[Available records Boundary: Start]

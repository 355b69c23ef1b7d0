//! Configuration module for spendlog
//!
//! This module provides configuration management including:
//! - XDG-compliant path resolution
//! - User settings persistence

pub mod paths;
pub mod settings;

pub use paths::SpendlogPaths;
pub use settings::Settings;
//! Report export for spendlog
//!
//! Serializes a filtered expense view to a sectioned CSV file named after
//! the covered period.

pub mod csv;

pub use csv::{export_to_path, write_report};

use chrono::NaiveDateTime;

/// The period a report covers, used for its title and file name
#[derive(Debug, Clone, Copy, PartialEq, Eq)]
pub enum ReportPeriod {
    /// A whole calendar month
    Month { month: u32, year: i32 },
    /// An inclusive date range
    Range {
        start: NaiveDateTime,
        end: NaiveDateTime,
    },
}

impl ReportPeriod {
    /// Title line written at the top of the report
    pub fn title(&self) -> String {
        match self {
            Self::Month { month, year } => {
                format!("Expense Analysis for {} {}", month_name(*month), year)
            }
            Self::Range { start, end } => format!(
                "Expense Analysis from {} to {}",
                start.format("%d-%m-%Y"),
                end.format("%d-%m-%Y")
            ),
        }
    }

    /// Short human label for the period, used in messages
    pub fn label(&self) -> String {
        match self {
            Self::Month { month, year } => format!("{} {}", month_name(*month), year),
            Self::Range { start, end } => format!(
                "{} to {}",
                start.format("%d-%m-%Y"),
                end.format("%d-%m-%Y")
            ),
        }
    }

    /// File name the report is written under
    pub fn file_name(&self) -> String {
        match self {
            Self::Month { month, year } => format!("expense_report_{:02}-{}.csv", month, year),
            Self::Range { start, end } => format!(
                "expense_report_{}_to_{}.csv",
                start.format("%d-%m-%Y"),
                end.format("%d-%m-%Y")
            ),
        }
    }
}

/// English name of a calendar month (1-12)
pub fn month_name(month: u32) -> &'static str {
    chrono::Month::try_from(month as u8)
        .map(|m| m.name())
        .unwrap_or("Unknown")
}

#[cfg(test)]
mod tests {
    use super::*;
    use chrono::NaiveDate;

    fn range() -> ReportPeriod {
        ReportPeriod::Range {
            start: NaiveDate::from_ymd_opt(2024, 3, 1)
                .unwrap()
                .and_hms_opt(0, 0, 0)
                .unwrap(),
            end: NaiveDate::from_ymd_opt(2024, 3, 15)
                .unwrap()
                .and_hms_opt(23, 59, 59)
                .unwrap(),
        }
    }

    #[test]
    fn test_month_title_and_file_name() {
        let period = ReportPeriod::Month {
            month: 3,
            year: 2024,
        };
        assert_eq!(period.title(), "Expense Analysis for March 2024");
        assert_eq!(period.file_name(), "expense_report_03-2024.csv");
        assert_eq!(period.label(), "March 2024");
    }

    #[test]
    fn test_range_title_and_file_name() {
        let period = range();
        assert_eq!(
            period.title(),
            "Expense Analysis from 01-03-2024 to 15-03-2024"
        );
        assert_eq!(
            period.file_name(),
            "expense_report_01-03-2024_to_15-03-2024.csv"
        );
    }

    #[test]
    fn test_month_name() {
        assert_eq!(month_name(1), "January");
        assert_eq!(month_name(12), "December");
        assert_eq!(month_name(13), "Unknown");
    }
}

[Available records Boundary: End]

Try it: Using the entries above, quote each line verbatim from the first through the line that contains "pub mod csv;".

Solution below:
repository 355b69c23ef1b7d0
//! Configuration module for spendlog
//!
//! This module provides configuration management including:
//! - XDG-compliant path resolution
//! - User settings persistence

pub mod paths;
pub mod settings;

pub use paths::SpendlogPaths;
pub use settings::Settings;
//! Report export for spendlog
//!
//! Serializes a filtered expense view to a sectioned CSV file named after
//! the covered period.

pub mod csv;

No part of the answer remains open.